By the end of the 19th century, it was widely believed that microbes produced substances that could injure the mammalian host and that soluble toxins released during infection caused the fever and shock that were commonplace during severe infections. Pfeiffer coined the term endotoxin at the beginning of the 20th century to denote the pyrogenic principle associated with Vibrio cholerae. It was soon realised that endotoxins were expressed by most and perhaps all gram-negative bacteria. The lipopolysaccharide character of enteric endotoxins was elucidated in 1944 by Shear. The molecular character of this material was determined by Luderitz et al. in 1973.
It was discovered in 1965 that a strain of C3H/HeJ mice were immune to the endotoxin-induced shock. The genetic locus for this effect was dubbed Lps. These mice were also found to be hypersusceptible to infection by gram-negative bacteria. These observations were finally linked in 1998 by the discovery of the toll-like receptor gene 4 (TLR 4).
Genetic mapping work, performed over a period of five years, showed
that TLR4 was the sole candidate locus within the Lps critical region;
this strongly implied that a mutation within TLR4 must account for the
lipopolysaccharide resistance phenotype. The defect in the TLR4 gene
that led to the endotoxin resistant phenotype was discovered to be due
to a mutation in the cytoplasm.
Controversy occurred in the scientific community over the use of
mouse models in research into sepsis in 2013, when scientists published a
review of the mouse immune system compared to the human immune system,
and showed that on a systems level, the two worked very differently; the
authors noted that as of the date of their article over 150 clinical
trials of sepsis had been conducted in humans, almost all of them
supported by promising data in mice, and that all of them had failed.

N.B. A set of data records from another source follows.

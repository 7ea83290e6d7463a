//! Message dispatcher - Routes messages to command handlers

use crate::application::errors::{BotError, CommandError};
use crate::application::services::CommandService;
use crate::domain::entities::{Message, Reply, User};
use super::parser::MessageParser;

/// Handler result
pub type HandlerResult = Result<Option<Reply>, BotError>;

/// Message dispatcher - parses raw text and runs the matching command
pub struct MessageDispatcher {
    parser: MessageParser,
    commands: CommandService,
}

impl MessageDispatcher {
    pub fn new(parser: MessageParser, commands: CommandService) -> Self {
        Self { parser, commands }
    }

    pub fn commands(&self) -> &CommandService {
        &self.commands
    }

    /// Process a raw text message
    pub async fn process_text(&self, chat_id: impl Into<String>, text: impl Into<String>, sender: Option<User>) -> HandlerResult {
        let message = self.parser.parse(chat_id, text, sender);
        self.process(message).await
    }

    /// Run a parsed message; plain text is ignored
    ///
    /// Expected failures become replies: unknown commands and unavailable
    /// sources. Anything else is returned to the caller to be logged.
    pub async fn process(&self, message: Message) -> HandlerResult {
        if !message.content.is_command() {
            return Ok(None);
        }

        tracing::debug!(
            "[{}] message {} from {} at {}",
            message.chat_id,
            message.id,
            message.sender.as_ref().map(|u| u.display_name()).unwrap_or("unknown"),
            message.timestamp.to_rfc3339()
        );

        match self.commands.handle(&message).await {
            Ok(reply) => Ok(reply),
            Err(CommandError::NotFound(name)) => {
                Ok(Some(Reply::markdown(format!("Unknown command: /{}", name))))
            }
            Err(e @ CommandError::SourceUnavailable { .. }) => {
                tracing::warn!("[{}] {}", message.chat_id, e);
                Ok(Some(Reply::markdown(e.to_string()).without_preview()))
            }
            Err(e) => Err(BotError::Command(e)),
        }
    }
}

#[cfg(test)]
mod tests {
    use super::*;
    use crate::application::services::MetricsService;
    use crate::domain::entities::FetchResult;
    use crate::domain::traits::SourceFetcher;
    use crate::infrastructure::config::Config;
    use async_trait::async_trait;
    use std::sync::Arc;

    struct DownFetcher;

    #[async_trait]
    impl SourceFetcher for DownFetcher {
        async fn fetch_all(&self, urls: &[String]) -> Vec<FetchResult> {
            vec![FetchResult::Failure; urls.len()]
        }
    }

    fn dispatcher() -> MessageDispatcher {
        let config = Arc::new(Config::default());
        let mut commands = CommandService::new("/");
        commands.register_defaults(&config);
        commands.register_metrics(Arc::new(MetricsService::new(Arc::new(DownFetcher), config.clone())));
        MessageDispatcher::new(MessageParser::new("/"), commands)
    }

    #[tokio::test]
    async fn test_source_failure_becomes_reply() {
        let reply = dispatcher().process_text("1", "/network", None).await.unwrap().unwrap();
        let blocks = Config::default().endpoints.blocks;
        assert_eq!(reply.text, format!("There was an error with {} api.", blocks));
        assert!(reply.disable_preview);
    }

    #[tokio::test]
    async fn test_unknown_command_reply() {
        let reply = dispatcher().process_text("1", "/wen", None).await.unwrap().unwrap();
        assert_eq!(reply.text, "Unknown command: /wen");
    }

    #[tokio::test]
    async fn test_plain_text_is_ignored() {
        assert!(dispatcher().process_text("1", "gm", None).await.unwrap().is_none());
    }

    #[tokio::test]
    async fn test_argument_rejection_needs_no_sources() {
        let reply = dispatcher().process_text("1", "/calc -3", None).await.unwrap().unwrap();
        assert_eq!(reply.text, Config::default().texts.calc.negative);
    }
}
//! Domain entities - Core business objects

pub mod user;
pub mod message;
pub mod command;
pub mod reply;
pub mod feed;

pub use user::User;
pub use message::{Message, MessageType, Content};
pub use command::{Command, CommandHandler, CommandRegistry};
pub use reply::{Reply, ParseMode};
pub use feed::{Block, BlocksFeed, FetchResult, NetworkInfo, NetworkInfoFeed, Rate};
//! Configuration management

use serde::{Deserialize, Serialize};
use std::path::PathBuf;
use std::time::Duration;
use crate::application::errors::ConfigError;

/// Bot configuration, loaded once at start-up and shared read-only
#[derive(Debug, Clone, Deserialize, Serialize)]
#[serde(rename_all = "kebab-case")]
pub struct Config {
    pub bot: BotConfig,
    #[serde(default)]
    pub adapters: AdaptersConfig,
    #[serde(default)]
    pub http: HttpConfig,
    pub endpoints: EndpointsConfig,
    pub params: ParamsConfig,
    pub texts: TextsConfig,
}

#[derive(Debug, Clone, Deserialize, Serialize)]
#[serde(rename_all = "kebab-case")]
pub struct BotConfig {
    pub name: String,
    pub prefix: String,
}

#[derive(Debug, Clone, Default, Deserialize, Serialize)]
#[serde(rename_all = "kebab-case")]
pub struct AdaptersConfig {
    pub telegram: Option<TelegramConfig>,
}

#[derive(Debug, Clone, Deserialize, Serialize)]
#[serde(rename_all = "kebab-case")]
pub struct TelegramConfig {
    pub enabled: bool,
    pub token: Option<String>,
}

/// Outbound HTTP settings for the source fetcher
#[derive(Debug, Clone, Deserialize, Serialize)]
#[serde(rename_all = "kebab-case")]
pub struct HttpConfig {
    pub timeout_secs: u64,
    /// Skip TLS certificate verification. Insecure; only for endpoints
    /// with broken certificates.
    pub accept_invalid_certs: bool,
}

impl Default for HttpConfig {
    fn default() -> Self {
        Self {
            timeout_secs: 10,
            accept_invalid_certs: false,
        }
    }
}

impl HttpConfig {
    pub fn timeout(&self) -> Duration {
        Duration::from_secs(self.timeout_secs)
    }
}

/// JSON sources queried by the numeric commands
#[derive(Debug, Clone, Deserialize, Serialize)]
#[serde(rename_all = "kebab-case")]
pub struct EndpointsConfig {
    pub blocks: String,
    pub rates: String,
    pub network: String,
    pub masternodes: String,
}

/// Static reward parameters
#[derive(Debug, Clone, Deserialize, Serialize)]
#[serde(rename_all = "kebab-case")]
pub struct ParamsConfig {
    /// Miner reward per block
    pub mining_reward: f64,
    /// Masternode reward per block
    pub masternode_reward: f64,
    pub masternode_collateral: f64,
    #[serde(default = "default_currency")]
    pub currency: String,
}

fn default_currency() -> String {
    "XSG".to_string()
}

/// Canned answers for each rejected numeric argument
#[derive(Debug, Clone, Deserialize, Serialize)]
#[serde(rename_all = "kebab-case")]
pub struct ArgumentTexts {
    pub default: String,
    pub infinity: String,
    pub zero: String,
    pub negative: String,
}

/// Static text blocks keyed by command
#[derive(Debug, Clone, Deserialize, Serialize)]
#[serde(rename_all = "kebab-case")]
pub struct TextsConfig {
    pub help: Vec<String>,
    pub links: Vec<String>,
    pub roadmap: String,
    pub por: String,
    pub about: Vec<String>,
    pub calc: ArgumentTexts,
    pub mnrew: ArgumentTexts,
}

impl Default for Config {
    fn default() -> Self {
        Self {
            bot: BotConfig {
                name: "xsg-bot".to_string(),
                prefix: "/".to_string(),
            },
            adapters: AdaptersConfig {
                telegram: Some(TelegramConfig {
                    enabled: false,
                    token: None,
                }),
            },
            http: HttpConfig::default(),
            endpoints: EndpointsConfig {
                blocks: "https://explorer.snowgem.org/api/blocks?limit=100".to_string(),
                rates: "https://rates.snowgem.org/api/rates".to_string(),
                network: "https://explorer.snowgem.org/api/status?q=getInfo".to_string(),
                masternodes: "https://explorer.snowgem.org/api/masternodes".to_string(),
            },
            params: ParamsConfig {
                mining_reward: 7.5,
                masternode_reward: 5.25,
                masternode_collateral: 10_000.0,
                currency: default_currency(),
            },
            texts: TextsConfig {
                help: vec![
                    "*Available commands*".to_string(),
                    "/links - Official links".to_string(),
                    "/roadmap - Project roadmap".to_string(),
                    "/por - Proof of reserves".to_string(),
                    "/about - About XSG".to_string(),
                    "/calc <Sols/s> - Mining income estimate".to_string(),
                    "/network - Network status".to_string(),
                    "/halving - Next halving countdown".to_string(),
                    "/mninfo - Masternode statistics".to_string(),
                    "/mnrew [count] - Masternode reward projection".to_string(),
                ],
                links: vec![
                    "<a href=\"https://snowgem.org\">Website</a>".to_string(),
                    "<a href=\"https://explorer.snowgem.org\">Explorer</a>".to_string(),
                ],
                roadmap: "<a href=\"https://snowgem.org/roadmap\">Roadmap</a>".to_string(),
                por: "<a href=\"https://snowgem.org/por\">Proof of reserves</a>".to_string(),
                about: vec!["*XSG* is a community driven masternode coin.".to_string()],
                calc: ArgumentTexts {
                    default: "Usage: `/calc <hashrate in Sols/s>`".to_string(),
                    infinity: "With infinite hashrate you would mine every block. Nice try.".to_string(),
                    zero: "A hashrate of *0 Sols/s* mines nothing.".to_string(),
                    negative: "Hashrate cannot be negative.".to_string(),
                },
                mnrew: ArgumentTexts {
                    default: "Usage: `/mnrew [number of masternodes]`".to_string(),
                    infinity: "Infinite masternodes would own the whole network.".to_string(),
                    zero: "Zero masternodes earn zero rewards.".to_string(),
                    negative: "The number of masternodes cannot be negative.".to_string(),
                },
            },
        }
    }
}

impl Config {
    /// Load the YAML file, apply environment overrides and validate
    pub fn load(path: impl Into<PathBuf>) -> Result<Self, ConfigError> {
        let path = path.into();
        let content = std::fs::read_to_string(&path)
            .map_err(|e| ConfigError::Parse(format!("Failed to read config {}: {}", path.display(), e)))?;

        let mut config = Self::from_yaml(&content)?;
        config.apply_env();
        config.validate()?;
        Ok(config)
    }

    pub fn from_yaml(content: &str) -> Result<Self, ConfigError> {
        serde_yaml::from_str(content)
            .map_err(|e| ConfigError::Parse(format!("Failed to parse config: {}", e)))
    }

    /// Defaults plus environment overrides
    pub fn load_env() -> Self {
        let mut config = Config::default();
        config.apply_env();
        config
    }

    fn apply_env(&mut self) {
        if let Ok(token) = std::env::var("BOT_TOKEN") {
            self.set_token(token);
        }

        if let Ok(prefix) = std::env::var("BOT_PREFIX") {
            self.bot.prefix = prefix;
        }
    }

    pub fn set_token(&mut self, token: impl Into<String>) {
        let tg = self.adapters.telegram.get_or_insert(TelegramConfig {
            enabled: true,
            token: None,
        });
        tg.token = Some(token.into());
        tg.enabled = true;
    }

    /// Telegram token, if the adapter is enabled
    pub fn telegram_token(&self) -> Option<&str> {
        self.adapters
            .telegram
            .as_ref()
            .filter(|t| t.enabled)
            .and_then(|t| t.token.as_deref())
            .filter(|t| !t.is_empty())
    }

    pub fn validate(&self) -> Result<(), ConfigError> {
        let endpoints = [
            ("endpoints.blocks", &self.endpoints.blocks),
            ("endpoints.rates", &self.endpoints.rates),
            ("endpoints.network", &self.endpoints.network),
            ("endpoints.masternodes", &self.endpoints.masternodes),
        ];
        for (field, url) in endpoints {
            if url.trim().is_empty() {
                return Err(ConfigError::MissingField(field.to_string()));
            }
            if !url.starts_with("http://") && !url.starts_with("https://") {
                return Err(ConfigError::InvalidValue(format!("{} is not an http(s) URL: {}", field, url)));
            }
        }

        let params = [
            ("params.mining-reward", self.params.mining_reward),
            ("params.masternode-reward", self.params.masternode_reward),
            ("params.masternode-collateral", self.params.masternode_collateral),
        ];
        for (field, value) in params {
            if !(value.is_finite() && value > 0.0) {
                return Err(ConfigError::InvalidValue(format!("{} must be positive, got {}", field, value)));
            }
        }

        if self.http.timeout_secs == 0 {
            return Err(ConfigError::InvalidValue("http.timeout-secs must be at least 1".to_string()));
        }
        if self.bot.prefix.is_empty() {
            return Err(ConfigError::MissingField("bot.prefix".to_string()));
        }

        Ok(())
    }
}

The authors called for abandoning the use of mouse models in sepsis
research; others rejected that but called for more caution in
interpreting the results of mouse studies, and more careful design of
preclinical studies. One approach is to rely more on studying biopsies and clinical data from people who have had sepsis, to try to identify biomarkers and drug targets for intervention.
Society and culture
Economics
Sepsis
was the most expensive condition treated in United States' hospital
stays in 2013, at an aggregate cost of $23.6 billion for nearly 1.3
million hospitalizations. Costs for sepsis hospital stays more than quadrupled since 1997 with an 11.5 percent annual increase.
By payer, it was the most costly condition billed to Medicare and the
uninsured, the second-most costly billed to Medicaid, and the
fourth-most costly billed to private insurance.
Education
A large international collaboration entitled the "Surviving Sepsis Campaign" was established in 2002
to educate people about sepsis and to improve outcomes with sepsis. The
Campaign has published an evidence-based review of management
strategies for severe sepsis, with the aim to publish a complete set of
guidelines in subsequent years.
Sepsis Alliance
is a charitable organization that was created to raise sepsis awareness
among both the general public and healthcare professionals.
Research
Some authors suggest that initiating sepsis by the normally mutualistic (or neutral) members of the microbiome may not always be an accidental side effect of the deteriorating host immune system. Rather it is often an adaptive
microbial response to a sudden decline of host survival chances. Under
this scenario, the microbe species provoking sepsis benefit from
monopolizing the future cadaver, utilizing its biomass as decomposers, and then transmitting through soil or water to establish mutualistic relations with new individuals. The bacteria Streptococcus pneumoniae, Escherichia coli, Proteus spp., Pseudomonas aeruginosa, Staphylococcus aureus, Klebsiella spp., Clostridium spp., Lactobacillus spp., Bacteroides spp. and the fungi Candida spp. are all capable of such a high level of phenotypic plasticity. Evidently, not all cases of sepsis arise through such adaptive microbial strategy switches.